THE ASAHI SHIMBUN
June 2, 2020 at 18:38 JST
Masahiko Shibayama, chair of the ruling Liberal Democratic Party’s working team on the issue of moving the start of a school year to September and a former education minister, left, hands Prime Minister Shinzo Abe a proposal at the prime minister’s office on June 2. (Takeshi Iwashita)
The ruling Liberal Democratic Party’s working group studying moving the start of the school year to September is officially recommending against it, instead favoring extending the current year up to a month.
Members of the group handed Prime Minister Shinzo Abe their formal recommendation on June 2 that said the timing is all wrong for such a major shift.
“It is very difficult to introduce such change immediately, like in this fiscal year or the next fiscal year,” the recommendation said. “Such broadly based institutional reform requires a certain period of time to form a public consensus and also to carry out.”
The issue needs to be further discussed by “committees set up under the prime minister, related ministries and agencies and experts, while listening thoroughly to the voices of various representatives of the public,” it said.
To ensure that students learn the things they were supposed to during the nationwide school shutdown, the lawmakers asked the government to let school operators extend the current academic year by two weeks to one month.
Similarly, university entrance exams should be rescheduled to a later date, also by two weeks to one month, the members requested.
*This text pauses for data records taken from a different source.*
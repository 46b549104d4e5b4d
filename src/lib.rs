//! Color-palette extraction from images, with an editable palette session.
//!
//! Pipeline: a decoded RGBA buffer is sampled every 10th pixel
//! ([`sampler`]), the samples are clustered with a fixed-budget k-means
//! ([`kmeans`]), centroids are stored as HSL ([`color`]) in a
//! [`PaletteState`] that honours locked entries ([`state`]), and the palette
//! is exported as hex, rgb or hsl text ([`export`]).
//!
//! [`PaletteApp`] exposes the session to JavaScript via `wasm-bindgen`.

use js_sys::Array;
use rand::SeedableRng;
use rand::rngs::StdRng;
use wasm_bindgen::prelude::*;

pub mod color;
pub mod config;
pub mod error;
pub mod export;
pub mod kmeans;
pub mod sampler;
pub mod state;

pub use color::{Color, hsl_to_hex, hsl_to_rgb, rgb_to_hsl};
pub use config::{PaletteConfig, PercentRange};
pub use error::{PaletteError, Result};
pub use export::ExportFormat;
pub use sampler::{Pixel, PixelBuffer};
pub use state::{ExtractionMethod, MAX_ENTRIES, PaletteEntry, PaletteState};

fn to_js(err: PaletteError) -> JsValue {
    JsValue::from_str(&err.to_string())
}

// ------------------------------------------------------------
// wasm surface
// ------------------------------------------------------------

/// Browser-facing palette session.
///
/// Every method maps to one user action; entries are addressed by their
/// position in the palette.
#[wasm_bindgen]
pub struct PaletteApp {
    state: PaletteState<StdRng>,
}

#[wasm_bindgen]
impl PaletteApp {
    /// Create a session, optionally from a JSON config.
    #[wasm_bindgen(constructor)]
    pub fn new(config_json: Option<String>) -> std::result::Result<PaletteApp, JsValue> {
        let config = match config_json {
            Some(json) => PaletteConfig::from_json(&json).map_err(to_js)?,
            None => PaletteConfig::default(),
        };
        let state = PaletteState::with_config(StdRng::from_os_rng(), config).map_err(to_js)?;
        Ok(PaletteApp { state })
    }

    pub fn generate(&mut self, count: usize) {
        self.state.generate(count);
    }

    /// Decode an uploaded image and extract a palette from it.
    ///
    /// Returns `false` when the image had no usable pixels and a random
    /// palette was generated instead.
    pub fn load_image(&mut self, input: Vec<u8>) -> std::result::Result<bool, JsValue> {
        let outcome = self.state.load_encoded(&input);
        self.fall_back_on_empty(outcome)
    }

    /// Same as `load_image` for RGBA bytes already read from a canvas.
    pub fn load_rgba(
        &mut self,
        width: u32,
        height: u32,
        data: Vec<u8>,
    ) -> std::result::Result<bool, JsValue> {
        let buffer = PixelBuffer::new(width, height, data).map_err(to_js)?;
        let outcome = self.state.load_image(buffer);
        self.fall_back_on_empty(outcome)
    }

    pub fn refresh_from_image(&mut self) -> std::result::Result<(), JsValue> {
        self.state.refresh_from_image().map_err(to_js)
    }

    pub fn clear_image(&mut self) {
        self.state.clear_image();
    }

    pub fn add_one(&mut self) -> std::result::Result<bool, JsValue> {
        self.state.add_one().map_err(to_js)
    }

    pub fn remove_one(&mut self, index: usize) -> std::result::Result<bool, JsValue> {
        self.state.remove_one(index).map_err(to_js)
    }

    pub fn toggle_lock(&mut self, index: usize) -> std::result::Result<bool, JsValue> {
        self.state.toggle_lock(index).map_err(to_js)
    }

    pub fn lock_all(&mut self) {
        self.state.lock_all();
    }

    pub fn unlock_all(&mut self) {
        self.state.unlock_all();
    }

    /// Set an entry from a hex, `rgb(...)` or `hsl(...)` string.
    pub fn set_color(&mut self, index: usize, text: &str) -> std::result::Result<(), JsValue> {
        self.state.set_color_str(index, text).map_err(to_js)
    }

    /// Eyedropper: set an entry from the active image at `(x, y)`.
    pub fn pick_color(&mut self, index: usize, x: u32, y: u32) -> std::result::Result<bool, JsValue> {
        self.state.pick_color(index, x, y).map_err(to_js)
    }

    pub fn import_text(&mut self, text: &str) -> std::result::Result<(), JsValue> {
        self.state.import(text).map_err(to_js)
    }

    /// Clipboard text in `"hex"`, `"rgb"` or `"hsl"` format.
    pub fn export_text(&self, format: &str) -> std::result::Result<String, JsValue> {
        let format: ExportFormat = format.parse().map_err(to_js)?;
        Ok(self.state.export_text(format))
    }

    /// Swatch colors as `#rrggbb` strings.
    pub fn colors(&self) -> Array {
        let colors = Array::new();
        for hex in self.state.export(ExportFormat::Hex) {
            colors.push(&JsValue::from_str(&hex));
        }
        colors
    }

    pub fn locked(&self) -> Array {
        let locked = Array::new();
        for entry in self.state.entries() {
            locked.push(&JsValue::from_bool(entry.locked));
        }
        locked
    }

    pub fn len(&self) -> usize {
        self.state.len()
    }

    pub fn is_empty(&self) -> bool {
        self.state.is_empty()
    }

    pub fn has_image(&self) -> bool {
        self.state.has_image()
    }
}

impl PaletteApp {
    fn fall_back_on_empty(&mut self, outcome: Result<()>) -> std::result::Result<bool, JsValue> {
        match outcome {
            Ok(()) => Ok(true),
            Err(PaletteError::InsufficientData) => {
                tracing::warn!("Image has no usable pixels, generating a random palette");
                let count = self.state.config().default_count;
                self.state.generate(count);
                Ok(false)
            }
            Err(err) => Err(to_js(err)),
        }
    }
}

// ------------------------------------------------------------
// Native helper
// ------------------------------------------------------------

/// Decode `input` and return `n_colors` palette colors as `#rrggbb`.
///
/// `seed` drives centroid seeding, so equal inputs give equal palettes.
#[cfg(not(target_arch = "wasm32"))]
pub fn extract_palette_bytes(
    input: &[u8],
    n_colors: usize,
    method: ExtractionMethod,
    seed: u64,
) -> Result<Vec<String>> {
    let mut state = PaletteState::new(StdRng::seed_from_u64(seed));
    state.set_method(method);
    let buffer = PixelBuffer::decode(input, state.config().working_size)?;
    state.extract_from_image(buffer, n_colors)?;
    Ok(state.export(ExportFormat::Hex))
}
The government is expected to shelve the proposal to start the school year in September, following pushback from teachers and from within the ruling coalition.
Members of the junior coalition partner, Komeito, who likewise drafted a proposal against moving the start of the academic year to September, also met with Abe on June 1 at the prime minister’s office.
Tomoko Ukishima, who chairs the Komeito’s project team on the issue, told reporters after the meeting that Abe agreed with them.
“We better think of measures related to COVID-19 and the academic year issue separately,” Abe said, according to Ukishima.
Starting the school year in September is “one of the options, but we will not do it prematurely,” Abe said.